Convertir les clients américains
Avant de pouvoir s’assurer une clientèle fidèle, les deux artisans ont fait beaucoup pour attirer et séduire les consommateurs américains -et change rleurs habitudes. Pour Richard Candillier, il a notamment fallu faire passer l’addition. “Les clients locaux ont d’abord été surpris par les prix, mais après avoir goûté nos produits, ils ont vite été convaincus de la différence”, assure-t-il. La difficulté était aussi de les faire venir tous les jours, mais il affirme que l’argument de fournée quotidienne a fait mouche. “Acheter sa baguette fraîche chaque matin n’est pas dans la philosophie des Américains, mais les mentalités évoluent”, confirme Joël Garcia.
Toutefois, la vente de pain ne suffit pas pour pérenniser l’activité. Que ce soit Richard Candillier ou Joël Garcia, les deux entrepreneurs ont dû élargir leur palette. “Nous réalisons des spécialités comme les cannelés, les tuiles aux amandes et aussi des gâteaux français, mais également américains, comme le cheesecake”, explique Richard Candillier. Ils ont même développé encore leurs cartes en proposant des sandwichs, comme le traditionnel jambon-beurre pour Joël Garcia, des omelettes, des soupes, des breakfasts et des lunchs.
La croissance passe aussi par une présence sur les marchés locaux. “Nous participons aux farmers markets quatre jours par semaine. Là, nous touchons des clients américains qui cherchent des produits traditionnels, comme des pains spéciaux aux olives ou aux céréales”, assure Joël Garcia. Également présent sur des marchés locaux, Richard Candillier souligne l’importance des réseaux sociaux comme Facebook pour augmenter la notoriété et attirer plus de clients.

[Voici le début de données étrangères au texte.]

//! Read side of a container

use std::fs::File;
use std::io::{BufReader, Read, Seek, SeekFrom};
use std::path::{Path, PathBuf};

use tracing::debug;

use crate::codec::{checksum, decode_chunk};
use crate::error::{ContainerError, ContainerResult};
use crate::index::{ChunkEntry, DatasetInfo, DatasetLayout, Node, NodeId, NodeTable};
use crate::superblock::Superblock;

/// Decode chunk `chunk` described by `entry`; unwritten chunks are all NaN
pub(crate) fn read_chunk<R: Read + Seek>(
    reader: &mut R,
    entry: &ChunkEntry,
    layout: &DatasetLayout,
    chunk: u64,
) -> ContainerResult<Vec<f64>> {
    let element_count = layout.chunk_len(chunk) as usize;
    if !entry.is_stored() {
        return Ok(vec![f64::NAN; element_count]);
    }

    let mut stored = vec![0u8; entry.stored_size as usize];
    reader.seek(SeekFrom::Start(entry.offset))?;
    reader.read_exact(&mut stored)?;

    let actual = checksum(&stored);
    if actual != entry.checksum {
        return Err(ContainerError::ChecksumMismatch {
            context: format!("chunk {chunk} at offset {}", entry.offset),
            expected: hex::encode(entry.checksum),
            actual: hex::encode(actual),
        });
    }

    decode_chunk(&stored, &layout.pipeline, element_count)
}

/// Finalized container opened for reading
#[derive(Debug)]
pub struct ContainerReader {
    path: PathBuf,
    file: BufReader<File>,
    table: NodeTable,
}

impl ContainerReader {
    /// Open and validate a finalized container
    ///
    /// # Errors
    ///
    /// `NotFinalized` if the writer never completed, checksum or magic
    /// errors for damaged files.
    pub fn open(path: impl AsRef<Path>) -> ContainerResult<Self> {
        let path = path.as_ref().to_path_buf();
        let mut file = BufReader::new(File::open(&path)?);

        let superblock = Superblock::read_from(&mut file)?;
        if !superblock.is_finalized() {
            return Err(ContainerError::NotFinalized);
        }

        let length = usize::try_from(superblock.index_length).map_err(|_| {
            ContainerError::InvalidLayout(format!("index of {} bytes", superblock.index_length))
        })?;
        let mut index = vec![0u8; length];
        file.seek(SeekFrom::Start(superblock.index_offset))?;
        file.read_exact(&mut index)?;
        superblock.verify_index(&index)?;

        let table = NodeTable::from_bytes(&index)?;
        debug!(path = %path.display(), nodes = table.len(), "opened container");

        Ok(Self { path, file, table })
    }

    /// Path of the container file
    pub fn path(&self) -> &Path {
        &self.path
    }

    /// The full node table
    pub fn table(&self) -> &NodeTable {
        &self.table
    }

    /// The root group
    pub fn root(&self) -> NodeId {
        NodeId::ROOT
    }

    /// Node for `id`
    pub fn node(&self, id: NodeId) -> ContainerResult<&Node> {
        self.table.get(id)
    }

    /// Child `name` of `parent`
    pub fn child(&self, parent: NodeId, name: &str) -> ContainerResult<NodeId> {
        self.table.child(parent, name).ok_or_else(|| {
            ContainerError::UnknownNode(format!("{}/{name}", self.table.path(parent).trim_end_matches('/')))
        })
    }

    /// Children of `parent` in creation order
    pub fn children(&self, parent: NodeId) -> Vec<NodeId> {
        self.table.children(parent)
    }

    /// Resolve a slash-separated path
    pub fn lookup(&self, path: &str) -> ContainerResult<NodeId> {
        self.table
            .lookup(path)
            .ok_or_else(|| ContainerError::UnknownNode(path.to_string()))
    }

    /// String attribute `name` of `node`
    pub fn attribute(&self, node: NodeId, name: &str) -> ContainerResult<Option<&str>> {
        Ok(self.table.get(node)?.attribute(name))
    }

    /// Dataset geometry and chunk table
    pub fn dataset_info(&self, node: NodeId) -> ContainerResult<&DatasetInfo> {
        self.table
            .get(node)?
            .dataset()
            .ok_or_else(|| ContainerError::NotADataset(self.table.path(node)))
    }

    /// Read elements `offset..offset + len` of `dataset`
    pub fn read_range(&mut self, dataset: NodeId, offset: u64, len: u64) -> ContainerResult<Vec<f64>> {
        let info = self.dataset_info(dataset)?.clone();
        let layout = info.layout;

        let end = offset
            .checked_add(len)
            .filter(|end| *end <= layout.length)
            .ok_or_else(|| ContainerError::OutOfBounds {
                dataset: self.table.path(dataset),
                offset,
                end: offset.saturating_add(len),
                length: layout.length,
            })?;

        let mut out = Vec::with_capacity(len as usize);
        if len == 0 {
            return Ok(out);
        }

        let first_chunk = offset / layout.chunk_length;
        let last_chunk = (end - 1) / layout.chunk_length;
        for chunk in first_chunk..=last_chunk {
            let chunk_start = chunk * layout.chunk_length;
            let chunk_len = layout.chunk_len(chunk);
            let lo = offset.max(chunk_start) - chunk_start;
            let hi = end.min(chunk_start + chunk_len) - chunk_start;

            let elements = read_chunk(&mut self.file, &info.chunks[chunk as usize], &layout, chunk)?;
            out.extend_from_slice(&elements[lo as usize..hi as usize]);
        }

        Ok(out)
    }

    /// Read every element of `dataset`
    pub fn read_all(&mut self, dataset: NodeId) -> ContainerResult<Vec<f64>> {
        let length = self.dataset_info(dataset)?.layout.length;
        self.read_range(dataset, 0, length)
    }
}

#[cfg(test)]
#[allow(clippy::expect_used, clippy::unwrap_used)]
mod tests {
    use super::*;
    use crate::codec::FilterPipeline;
    use crate::writer::{ContainerOptions, ContainerWriter};
    use tempfile::TempDir;

    #[test]
    fn test_unfinalized_container_rejected() {
        let dir = TempDir::new().expect("tempdir");
        let path = dir.path().join("partial.tsra");

        // A superblock without an index, as left behind by a crash.
        let mut file = File::create(&path).expect("create");
        Superblock::unfinalized().write_to(&mut file).expect("superblock");
        drop(file);

        assert!(matches!(
            ContainerReader::open(&path),
            Err(ContainerError::NotFinalized)
        ));
    }

    #[test]
    fn test_corrupt_chunk_detected() {
        let dir = TempDir::new().expect("tempdir");
        let path = dir.path().join("corrupt.tsra");

        let mut writer = ContainerWriter::create(&path, ContainerOptions::default()).expect("create");
        let dataset = writer
            .create_dataset(
                NodeId::ROOT,
                "d",
                DatasetLayout {
                    length: 4,
                    chunk_length: 4,
                    pipeline: FilterPipeline::none(),
                },
            )
            .expect("dataset");
        writer.write_range(dataset, 0, &[1.0, 2.0, 3.0, 4.0]).expect("write");
        writer.finalize().expect("finalize");

        // Flip a byte of the first (only) chunk payload.
        let mut bytes = std::fs::read(&path).expect("read");
        bytes[crate::superblock::SUPERBLOCK_SIZE as usize] ^= 0xFF;
        std::fs::write(&path, bytes).expect("write back");

        let mut reader = ContainerReader::open(&path).expect("open");
        assert!(matches!(
            reader.read_all(dataset),
            Err(ContainerError::ChecksumMismatch { .. })
        ));
    }

    #[test]
    fn test_read_range_bounds() {
        let dir = TempDir::new().expect("tempdir");
        let path = dir.path().join("bounds.tsra");

        let mut writer = ContainerWriter::create(&path, ContainerOptions::default()).expect("create");
        let group = writer.create_group(NodeId::ROOT, "g").expect("group");
        writer
            .create_dataset(
                group,
                "d",
                DatasetLayout {
                    length: 5,
                    chunk_length: 2,
                    pipeline: FilterPipeline::default(),
                },
            )
            .expect("dataset");
        writer.finalize().expect("finalize");

        let mut reader = ContainerReader::open(&path).expect("open");
        let dataset = reader.lookup("/g/d").expect("lookup");
        assert!(reader.read_range(dataset, 4, 2).is_err());
        assert!(reader.read_range(dataset, 5, 0).expect("empty").is_empty());
        assert!(reader.read_all(dataset).expect("all").iter().all(|v| v.is_nan()));
        assert!(matches!(reader.child(group, "missing"), Err(ContainerError::UnknownNode(_))));
        assert!(reader.dataset_info(group).is_err());
    }
}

Les ingrédients comme arguments
Les artisans français mettent surtout en avant la qualité des ingrédients pour se faire une place comme l’explique Mathieu Choux, le propriétaire de Gaston’s Bakery à Boise, dans l’Idaho. Si cette ville est plus importante que Pahrump ou Sarasota avec ses 220 000 habitants, elle n’en demeure pas moins une ville moyenne à l’échelle des États-Unis. Ancien restaurateur installé là-bas depuis 2001, Mathieu Choux s’est lancé dans la boulangerie-pâtisserie faute de trouver de bons produits dans la région. Afin d’attirer les Américains, il collabore avec des agriculteurs locaux. “On leur achète du blé, bio ou non, et nous devrions obtenir d’ici peu la certification pour nos farines biologiques”, précise-t-il. Aujourd’hui, il jouit d’un grande notoriété dans l’Idaho, puisqu’il fournit des restaurants et vend ses viennoiseries à travers tout le pays.
De son côté, Joël Garcia a voulu proposer des produits aux saveurs typiques, proches de ce qu’il faisait en France. Cela n’a pas été facile, mais il se félicite d’avoir réussi ce challenge. “Nos farines viennent des États-Unis, mais l’important pour le goût, c’est le beurre. Nous avons réussi à trouver un ancien pâtissier qui nous fournit du beurre français. Et pour nos sandwichs, nous travaillons par exemple avec Madrange”, raconte Joël Garcia. Selon lui, il est évident que c’est une valeur ajoutée, face à une concurrence qui privilégie les produits industriels.